If someone can tell me how to 34 pictures. I have pics to go with this story. THANKS!

986 BOXSTER MELTED HEADLIGHT WIRING REPAIR
Hi. I am very much a do it your selfer and my children are constantly asking me why I MODIFY everything I get my hands on. Don't know the answer to that, but maybe this project will help some of you who have the dreaded big burnt brown melted bugers on your low beam headlights inside the main housing.
I was thinking of cutting the black main housing in half (that is what the YELLOW straight lines with cross hatches are all about in the pictures), but I decided that was to much brain damage. Besides there is no real way to fix that inner lens unless you buy another whole set of headlights, so why go through the hassle.
I will briefly describe what I did, then walk you through the pictures. YOU need to know how to solder electrical wires and disassemble and reassemble electrical connectors.
TOOLS used: solder iron, solder, heat shrink tubing, side cutters, small screw driver, needle nose pliers, long reach needle nose pliers, special flat blade tool to UNLOCK electrical connector from its plastic housing.
WIRE: I used all 16guage. It looks like Porsche used a metric wire somewhere in between an 18 or 20 guage. Very thin, and as you will see, most of my insulation was already cracked and broken off. And that is with STOCK 55 watt bulbs.
CAVEAT: I did screw up recently when replacing my low beams. I ordered low beam bulbs online. Without paying attention, I installed them. I then noticed shortly thereafter that my existing BROWN MELTED SPOTS had increased in size, and now I had 4 instead of just 2. Turns out the new bulbs where 100 WATTS. Anything past 55 watts is guaranteed to melt everything.
Basically what I did was replace all the wiring in the housing with much better 16 guage wire AND drill a mess of ventilation holes. My thought was the housing is trashed anyway, what could it hurt?
Lets walk through the pictures. I'll use NIkon's last 2 digit file number.
#73 shows the YELLOW paint circles (holes)
#75 (5) holes on bottom of housing. Almost all holes were made with a 1/2" wood auger just because it was handy. You have to take your time. I like the wood auger because it has a little starter tip that get a good bite on the plastic. A regular 1/2" bit would be a little tougher to use. Go SLOW with the auger. When it breaks through it will want to go clean through to the other side. BE CAREFUL>
#76 that white area is where you unscrew (2) screws to get the electrical connector off. All the wires from inside will come out through this hole.
#77 (4) 1/2" holes on top of housing
#78 I like to MARK everything whenever possible. The BOTTOM housing is the HI beam. The TOP one is the LOW beam.
#79 Look closely.

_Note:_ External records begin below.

//! DeviceOrch implementation.
//!
//! Binds network functions to appliances: launches or reuses a device,
//! waits for it to boot, hot-plugs the data ports and tears everything down
//! again on delete.

use std::collections::HashMap;
use std::fmt;
use std::sync::Arc;

use async_trait::async_trait;
use nfp_orch_common::{
    CompletedJob, Event, EventId, EventSequencer, NotificationQueue, NotificationSender, NotifyError, Orch,
    TaskError, TaskExecutor, TaskResult,
};
use serde::{Deserialize, Serialize};
use tracing::{debug, error, info, warn};

use super::driver::{DeletionReport, DeviceLifecycleManager, DriverResult};
use super::types::{CreatedDevice, DeviceData, DeviceStatus, NetworkFunctionDevice, Port};
use crate::audit::{AuditCategory, AuditOutcome, AuditRecord};
use crate::audit_log;
use crate::service::{ConfigTarget, ServiceConfigRequest, ServiceConfigurator};

const ORCH_NAME: &str = "DeviceOrch";

/// Request handed to the orchestrator.
#[derive(Debug, Clone, PartialEq, Serialize, Deserialize)]
#[serde(tag = "action", rename_all = "snake_case")]
pub enum OrchRequest {
    CreateNetworkFunction { request_id: String, device_data: DeviceData },
    DeleteNetworkFunction { request_id: String },
    ConfigureService { device_id: String, request: ServiceConfigRequest },
}

/// Lifecycle status of a network function.
#[derive(Debug, Clone, Copy, PartialEq, Eq, Hash, Serialize, Deserialize)]
#[serde(rename_all = "SCREAMING_SNAKE_CASE")]
pub enum NetworkFunctionStatus {
    /// Waiting for a placement decision
    Pending,
    /// Bound to a device that is still booting
    WaitingForDevice,
    Plugging,
    Active,
    Unplugging,
    Error,
    Deleted,
}

/// A network function and its binding to a device.
#[derive(Debug, Clone)]
pub struct NetworkFunction {
    pub id: String,
    pub status: NetworkFunctionStatus,
    pub device_id: Option<String>,
    pub request: DeviceData,
    reserved_interfaces: u32,
    /// Data ports hot-plugged onto the device
    attached: Vec<Port>,
}

impl NetworkFunction {
    fn new(id: String, request: DeviceData) -> Self {
        Self {
            id,
            status: NetworkFunctionStatus::Pending,
            device_id: None,
            request,
            reserved_interfaces: 0,
            attached: Vec::new(),
        }
    }

    /// Interface slots held on the bound device.
    pub fn reserved_interfaces(&self) -> u32 {
        self.reserved_interfaces
    }

    /// Returns true if any data port is hot-plugged.
    pub fn is_plugged(&self) -> bool {
        !self.attached.is_empty()
    }

    pub fn attached_ports(&self) -> &[Port] {
        &self.attached
    }

    fn data_ports(&self) -> Vec<Port> {
        self.request.ports.iter().filter(|p| p.is_data_port()).cloned().collect()
    }

    fn is_bound_to(&self, device_id: &str) -> bool {
        self.status != NetworkFunctionStatus::Deleted && self.device_id.as_deref() == Some(device_id)
    }
}

/// Configuration for DeviceOrch.
#[derive(Debug, Clone, PartialEq, Eq, Serialize, Deserialize)]
#[serde(default)]
pub struct DeviceOrchConfig {
    /// Blocking backend calls running at once
    pub executor_workers: usize,
    /// Requests buffered between ticks
    pub inbox_capacity: usize,
    /// Failed boot polls before a device is put in ERROR
    pub health_check_max_attempts: u32,
}

impl Default for DeviceOrchConfig {
    fn default() -> Self {
        Self {
            executor_workers: 16,
            inbox_capacity: 1024,
            health_check_max_attempts: 30,
        }
    }
}

/// Statistics for DeviceOrch operations.
#[derive(Debug, Clone, Default, PartialEq, Eq, Serialize)]
pub struct DeviceOrchStats {
    pub devices_created: u64,
    pub devices_reused: u64,
    pub devices_deleted: u64,
    pub devices_failed: u64,
    pub create_failures: u64,
    pub plug_failures: u64,
    pub unplug_failures: u64,
    pub health_checks: u64,
    pub services_configured: u64,
    pub service_failures: u64,
}

/// Work item posted to the sequencer.
#[derive(Debug, Clone)]
enum DeviceEvent {
    Create { request_id: String },
    HealthCheck { device_id: String },
    PlugInterfaces { request_id: String, device_id: String },
    UnplugInterfaces { request_id: String, device_id: String },
    DeleteDevice { device_id: String },
    ConfigureService { device_id: String, request: ServiceConfigRequest },
}

impl DeviceEvent {
    fn label(&self) -> &'static str {
        match self {
            DeviceEvent::Create { .. } => "create_device",
            DeviceEvent::HealthCheck { .. } => "is_device_up",
            DeviceEvent::PlugInterfaces { .. } => "plug_interfaces",
            DeviceEvent::UnplugInterfaces { .. } => "unplug_interfaces",
            DeviceEvent::DeleteDevice { .. } => "delete_device",
            DeviceEvent::ConfigureService { .. } => "configure_service",
        }
    }
}

/// What a backend job produced.
#[derive(Debug, Clone)]
enum EventOutcome {
    Created(Option<CreatedDevice>),
    Up(bool),
    Plugged(PlugReport),
    Unplugged(bool),
    Deleted(DeletionReport),
    Configured,
}

/// Ports left on the instance by a plug job.
#[derive(Debug, Clone)]
struct PlugReport {
    attached: Vec<Port>,
    error: Option<String>,
}

/// Plugs `data.ports` one at a time. On a failure the ports already
/// attached are detached again; any that cannot be are reported.
fn plug_ports(manager: &DeviceLifecycleManager, data: &DeviceData) -> PlugReport {
    let mut attached = Vec::new();
    for port in &data.ports {
        let single = data.clone().with_ports(vec![port.clone()]);
        let error = match manager.plug_interfaces(&single) {
            Ok(true) => {
                attached.push(port.clone());
                continue;
            }
            Ok(false) => format!("attach of port {} failed", port.id),
            Err(err) => err.to_string(),
        };

        if !attached.is_empty() {
            let rollback = data.clone().with_ports(attached.clone());
            match manager.unplug_interfaces(&rollback) {
                Ok(true) => attached.clear(),
                Ok(false) => warn!(ports = attached.len(), "Rollback of partial plug failed"),
                Err(err) => warn!(error = %err, "Rollback of partial plug failed"),
            }
        }
        return PlugReport {
            attached,
            error: Some(error),
        };
    }
    PlugReport { attached, error: None }
}

/// Registry entry for a device.
#[derive(Debug)]
struct DeviceEntry {
    device: NetworkFunctionDevice,
    /// Creation order, used when scanning for reuse
    seq: u64,
    health_attempts: u32,
    health_pending: bool,
}

/// Orchestrates network functions onto appliance devices.
///
/// Requests arrive through the inbox and are drained once per tick. Each
/// state transition is posted as an event on the sequencer, keyed by
/// placement (`tenant:vendor`) or by device id, so at most one operation
/// per device runs at a time. Events needing backend calls are gathered
/// into one executor batch per tick; records are only mutated on the loop.
pub struct DeviceOrch {
    config: DeviceOrchConfig,
    manager: Arc<DeviceLifecycleManager>,
    configurator: Arc<ServiceConfigurator>,
    sequencer: EventSequencer<DeviceEvent>,
    executor: TaskExecutor<EventOutcome>,
    inbox: NotificationQueue<OrchRequest>,
    sender: NotificationSender<OrchRequest>,
    devices: HashMap<String, DeviceEntry>,
    network_functions: HashMap<String, NetworkFunction>,
    /// Events whose job is in the current batch, by job id
    in_flight: HashMap<String, Event<DeviceEvent>>,
    next_event_id: u64,
    next_device_seq: u64,
    stats: DeviceOrchStats,
}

You can see how badly the wires are cracked and frayed, especially the FOG light wires.
#80 & #81 I marked all the connectors. Look how badly deteriated the wires are.
#82 Brown melted bugers.
#83 (3) smaller vent holes on the side housing. I used a 9/32" drill bit just because it was convenient. These are the only holes that are NOT 1/2". This helps vent the FOG light.

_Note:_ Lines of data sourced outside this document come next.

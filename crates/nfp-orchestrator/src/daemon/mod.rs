//! Orchestration daemon: owns the registered Orchs and drives the heartbeat.

mod orchdaemon;

pub use orchdaemon::{OrchDaemon, OrchDaemonConfig};
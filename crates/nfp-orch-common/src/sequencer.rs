//! Per-key event sequencing.
//!
//! Operations on the same logical resource (for example create-then-delete of
//! one appliance) must never be reordered or run concurrently, while
//! unrelated resources must not block each other. The [`EventSequencer`]
//! keeps one FIFO queue per key and admits at most one event per key at a
//! time.
//!
//! # Per-key State Machine
//!
//! ```text
//!   EMPTY ──run()──> SCHEDULED ──release()──> EMPTY ──run()──> (key dropped)
//! ```

use std::collections::{BTreeMap, VecDeque};
use std::fmt;

use log::{debug, trace};

/// Identifier of an event, unique within one orchestration loop.
#[derive(Debug, Clone, Copy, PartialEq, Eq, Hash, PartialOrd, Ord)]
pub struct EventId(pub u64);

impl fmt::Display for EventId {
    fn fmt(&self, f: &mut fmt::Formatter<'_>) -> fmt::Result {
        write!(f, "ev-{}", self.0)
    }
}

/// A unit of work posted to the sequencer.
#[derive(Debug, Clone)]
pub struct Event<P> {
    /// Event identifier
    pub id: EventId,
    /// Key grouping events that must not run concurrently
    pub key: String,
    /// Event payload
    pub payload: P,
    /// Set once the event has passed through [`EventSequencer::sequence`]
    pub sequenced: bool,
}

impl<P> Event<P> {
    /// Creates a new, not yet sequenced event.
    pub fn new(id: EventId, key: impl Into<String>, payload: P) -> Self {
        Self {
            id,
            key: key.into(),
            payload,
            sequenced: false,
        }
    }
}

/// Result of the per-key admission check.
#[derive(Debug)]
pub enum Admission<P> {
    /// The head of the queue was promoted and handed to the caller
    Scheduled(Event<P>),
    /// An event is already scheduled for this key
    Busy,
    /// Nothing scheduled and nothing pending
    Empty,
}

/// Queue state for one key.
#[derive(Debug)]
struct KeyQueue<P> {
    pending: VecDeque<Event<P>>,
    scheduled: Option<EventId>,
}

impl<P> KeyQueue<P> {
    fn new() -> Self {
        Self {
            pending: VecDeque::new(),
            scheduled: None,
        }
    }

    fn admit(&mut self) -> Admission<P> {
        if self.scheduled.is_some() {
            return Admission::Busy;
        }
        match self.pending.pop_front() {
            Some(event) => {
                self.scheduled = Some(event.id);
                Admission::Scheduled(event)
            }
            None => Admission::Empty,
        }
    }
}

/// Per-key FIFO sequencer.
///
/// The scheduled slot of a key records the id of the admitted event; the
/// event itself is owned by whoever received it from [`run`](Self::run) and
/// must be handed back through [`release`](Self::release) once processed.
///
/// Keys are iterated in sorted order, so a single `run()` admits events in a
/// deterministic order across keys.
pub struct EventSequencer<P> {
    queues: BTreeMap<String, KeyQueue<P>>,
}

impl<P> EventSequencer<P> {
    /// Creates an empty sequencer.
    pub fn new() -> Self {
        Self {
            queues: BTreeMap::new(),
        }
    }

    /// Appends `event` to the pending queue of `key`.
    ///
    /// Never blocks and never admits the event by itself.
    pub fn sequence(&mut self, key: &str, mut event: Event<P>) {
        event.key = key.to_string();
        event.sequenced = true;
        trace!("sequencer: queued {} on {}", event.id, key);
        self.queues
            .entry(key.to_string())
            .or_insert_with(KeyQueue::new)
            .pending
            .push_back(event);
    }

    /// Runs the admission check for a single key.
    ///
    /// Untracked keys report [`Admission::Empty`].
    pub fn admit(&mut self, key: &str) -> Admission<P> {
        match self.queues.get_mut(key) {
            Some(queue) => queue.admit(),
            None => Admission::Empty,
        }
    }

    /// Promotes the head of every idle key's queue and returns the newly
    /// scheduled events.
    ///
    /// Keys with nothing scheduled and nothing pending are dropped.
    pub fn run(&mut self) -> Vec<Event<P>> {
        let mut scheduled = Vec::new();
        let mut drained = Vec::new();

        for (key, queue) in self.queues.iter_mut() {
            match queue.admit() {
                Admission::Scheduled(event) => {
                    debug!("sequencer: scheduled {} on {}", event.id, key);
                    scheduled.push(event);
                }
                Admission::Busy => {}
                Admission::Empty => drained.push(key.clone()),
            }
        }

        for key in drained {
            self.queues.remove(&key);
        }

        scheduled
    }

    /// Releases the scheduled slot of `key` if it currently holds `event`.
    ///
    /// A stale or mismatched release leaves the state untouched. Returns true
    /// if the slot was cleared.
    pub fn release(&mut self, key: &str, event: &Event<P>) -> bool {
        let Some(queue) = self.queues.get_mut(key) else {
            trace!("sequencer: release of {} on untracked key {}", event.id, key);
            return false;
        };
        if queue.scheduled == Some(event.id) {
            queue.scheduled = None;
            debug!("sequencer: released {} on {}", event.id, key);
            true
        } else {
            trace!("sequencer: ignored stale release of {} on {}", event.id, key);
            false
        }
    }

    /// Returns true if an event is scheduled for `key`.
    pub fn is_scheduled(&self, key: &str) -> bool {
        self.queues
            .get(key)
            .map(|q| q.scheduled.is_some())
            .unwrap_or(false)
    }

    /// Returns the id of the scheduled event for `key`, if any.
    pub fn scheduled_event(&self, key: &str) -> Option<EventId> {
        self.queues.get(key).and_then(|q| q.scheduled)
    }

    /// Returns the number of pending (not yet scheduled) events.
    pub fn pending_count(&self) -> usize {
        self.queues.values().map(|q| q.pending.len()).sum()
    }

    /// Returns true if no key is tracked.
    pub fn is_empty(&self) -> bool {
        self.queues.is_empty()
    }

    /// Returns the keys currently tracked.
    pub fn tracked_keys(&self) -> impl Iterator<Item = &str> {
        self.queues.keys().map(|k| k.as_str())
    }

    /// Dumps the sequencer state for debugging.
    pub fn dump(&self) -> Vec<String> {
        self.queues
            .iter()
            .map(|(key, queue)| {
                let scheduled = queue
                    .scheduled
                    .map(|id| id.to_string())
                    .unwrap_or_else(|| "-".to_string());
                let pending: Vec<String> = queue.pending.iter().map(|e| e.id.to_string()).collect();
                format!("{}: scheduled={} pending=[{}]", key, scheduled, pending.join(","))
            })
            .collect()
    }
}

impl<P> Default for EventSequencer<P> {
    fn default() -> Self {
        Self::new()
    }
}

#84 Here is a 5th hole (bottom of pic) that you can't see in pic #77.
#87 Those (2) pins are for the TURN signal. Didn't seem to want to come out so I cut the wires INSIDE and had to reconnect to them later.
#88 These are the wires to the TURN signal connector. I fed NEW wires in the back and ultimately soldered to these to complete the connection to the TURN signal.

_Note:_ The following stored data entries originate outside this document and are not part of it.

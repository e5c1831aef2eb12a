//! Backend collaborators consumed by the device lifecycle manager.
//!
//! The orchestrator never talks to a cloud directly; it goes through three
//! narrow, blocking interfaces:
//!
//! ```text
//!   DeviceLifecycleManager ──> IdentityApi  (admin token)
//!                          ├─> ComputeApi   (images, instances, interfaces)
//!                          └─> NetworkApi   (ports / policy targets)
//! ```
//!
//! Calls are blocking; the orchestration loop runs them on the task
//! executor's worker pool.

pub mod sim;

use serde::{Deserialize, Serialize};
use thiserror::Error;

pub use sim::{LoggingServiceDriver, SimOperation, SimulatedCloud};

/// Error returned by a backend call.
#[derive(Debug, Clone, PartialEq, Eq, Error)]
pub enum BackendError {
    /// The referenced resource does not exist
    #[error("{resource} not found: {id}")]
    NotFound { resource: String, id: String },

    /// The backend could not be reached
    #[error("Backend unavailable: {0}")]
    Unavailable(String),

    /// The backend rejected or failed the request
    #[error("{operation} failed: {message}")]
    Failed { operation: String, message: String },
}

impl BackendError {
    /// Creates a not-found error.
    pub fn not_found(resource: impl Into<String>, id: impl Into<String>) -> Self {
        Self::NotFound {
            resource: resource.into(),
            id: id.into(),
        }
    }

    /// Creates a failed-operation error.
    pub fn failed(operation: impl Into<String>, message: impl Into<String>) -> Self {
        Self::Failed {
            operation: operation.into(),
            message: message.into(),
        }
    }

    /// Returns true if the resource is already gone.
    pub fn is_not_found(&self) -> bool {
        matches!(self, BackendError::NotFound { .. })
    }
}

/// Result type for backend calls.
pub type BackendResult<T> = Result<T, BackendError>;

/// One fixed IP of a port.
#[derive(Debug, Clone, PartialEq, Eq, Serialize, Deserialize)]
pub struct FixedIp {
    pub ip_address: String,
    #[serde(default, skip_serializing_if = "Option::is_none")]
    pub subnet_id: Option<String>,
}

/// Port as reported by the network backend.
#[derive(Debug, Clone, PartialEq, Eq, Serialize, Deserialize)]
pub struct PortInfo {
    pub id: String,
    #[serde(default)]
    pub fixed_ips: Vec<FixedIp>,
    #[serde(default, skip_serializing_if = "Option::is_none")]
    pub mac_address: Option<String>,
}

impl PortInfo {
    /// Returns the first fixed IP address, if any.
    pub fn primary_ip(&self) -> Option<&str> {
        self.fixed_ips.first().map(|ip| ip.ip_address.as_str())
    }
}

/// Policy target as reported by the network backend.
#[derive(Debug, Clone, PartialEq, Eq, Serialize, Deserialize)]
pub struct PolicyTargetInfo {
    pub id: String,
    /// Underlying port backing this policy target
    pub port_id: String,
}

/// Instance as reported by the compute backend.
#[derive(Debug, Clone, PartialEq, Eq, Serialize, Deserialize)]
pub struct InstanceInfo {
    pub id: String,
    /// Backend status string ("BUILD", "ACTIVE", "ERROR", ...)
    pub status: String,
}

/// Status string reported by the compute backend for a running instance.
pub const INSTANCE_STATUS_ACTIVE: &str = "ACTIVE";

/// One interface handed to `create_instance`.
#[derive(Debug, Clone, PartialEq, Eq, Serialize, Deserialize)]
pub struct InstanceInterface {
    pub port_id: String,
    pub position: u32,
}

/// Identity collaborator.
pub trait IdentityApi: Send + Sync {
    /// Returns a token with admin rights.
    fn get_admin_token(&self) -> BackendResult<String>;
}

/// Compute collaborator.
pub trait ComputeApi: Send + Sync {
    /// Resolves the image for an appliance vendor.
    fn get_image_id(&self, token: &str, tenant_id: &str, vendor_name: &str) -> BackendResult<String>;

    /// Launches an instance with the given interfaces, in order.
    fn create_instance(
        &self,
        token: &str,
        tenant_id: &str,
        image_id: &str,
        flavor: &str,
        interfaces: &[InstanceInterface],
        name: &str,
    ) -> BackendResult<String>;

    /// Deletes an instance.
    fn delete_instance(&self, token: &str, tenant_id: &str, instance_id: &str) -> BackendResult<()>;

    /// Hot-plugs a port into a running instance.
    fn attach_interface(
        &self,
        token: &str,
        tenant_id: &str,
        instance_id: &str,
        port_id: &str,
    ) -> BackendResult<()>;

    /// Hot-unplugs a port from a running instance.
    fn detach_interface(
        &self,
        token: &str,
        tenant_id: &str,
        instance_id: &str,
        port_id: &str,
    ) -> BackendResult<()>;

    /// Returns the instance status.
    fn get_instance(&self, token: &str, tenant_id: &str, instance_id: &str) -> BackendResult<InstanceInfo>;
}

/// Network collaborator, covering both addressing policies.
pub trait NetworkApi: Send + Sync {
    /// Creates a port on a network.
    fn create_port(&self, token: &str, tenant_id: &str, network_id: &str, name: &str) -> BackendResult<PortInfo>;

    /// Deletes a port.
    fn delete_port(&self, token: &str, tenant_id: &str, port_id: &str) -> BackendResult<()>;

    /// Returns a port with its fixed IPs.
    fn get_port(&self, token: &str, tenant_id: &str, port_id: &str) -> BackendResult<PortInfo>;

    /// Creates a policy target in a policy target group.
    fn create_policy_target(
        &self,
        token: &str,
        tenant_id: &str,
        group_id: &str,
        name: &str,
    ) -> BackendResult<PolicyTargetInfo>;

    /// Deletes a policy target (and its port).
    fn delete_policy_target(&self, token: &str, tenant_id: &str, policy_target_id: &str) -> BackendResult<()>;

    /// Returns a policy target with its underlying port id.
    fn get_policy_target(
        &self,
        token: &str,
        tenant_id: &str,
        policy_target_id: &str,
    ) -> BackendResult<PolicyTargetInfo>;
}

#[cfg(test)]
mod tests {
    use super::*;

    #[test]
    fn test_backend_error_display() {
        assert_eq!(
            BackendError::not_found("instance", "vm-1").to_string(),
            "instance not found: vm-1"
        );
        assert_eq!(
            BackendError::failed("create_instance", "quota exceeded").to_string(),
            "create_instance failed: quota exceeded"
        );
        assert!(BackendError::not_found("port", "p").is_not_found());
        assert!(!BackendError::Unavailable("down".into()).is_not_found());
    }

    #[test]
    fn test_primary_ip() {
        let port = PortInfo {
            id: "p1".into(),
            fixed_ips: vec![FixedIp {
                ip_address: "11.0.0.5".into(),
                subnet_id: None,
            }],
            mac_address: None,
        };
        assert_eq!(port.primary_ip(), Some("11.0.0.5"));

        let bare = PortInfo {
            id: "p2".into(),
            fixed_ips: vec![],
            mac_address: None,
        };
        assert_eq!(bare.primary_ip(), None);
    }
}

NOTE: I took an OHM meter and verified which wire was GROUND and which was HOT. Look at the turn signal connector you took out. The BROWN is the GROUND, the other is the HOT 12V. I painted the black wire with YELLOW paint to identify the GROUND.
#89 Wires for the TURN signal.
#90-92 What the original stuff looked like.
#93 A little hard to see but (3) holes 9/32" into the LOW beam housing. See the black CIRCLES at about 10, 12. and 2 o'clock.
#94 Black circles at 10 & 2 o'clock. More vent holes for the HI beam housing.
#96 a little out of order...... this connector is out of the black housing that holds all the wires. Getting it out is a bit of a trick. JUST cut the old wire off flush and solder the new 16 ga wire right over the top. I used heat shrink to cover that section. I used GREEN wire for ALL my HOT 12 volt, and BLACK for all the GROUND wire.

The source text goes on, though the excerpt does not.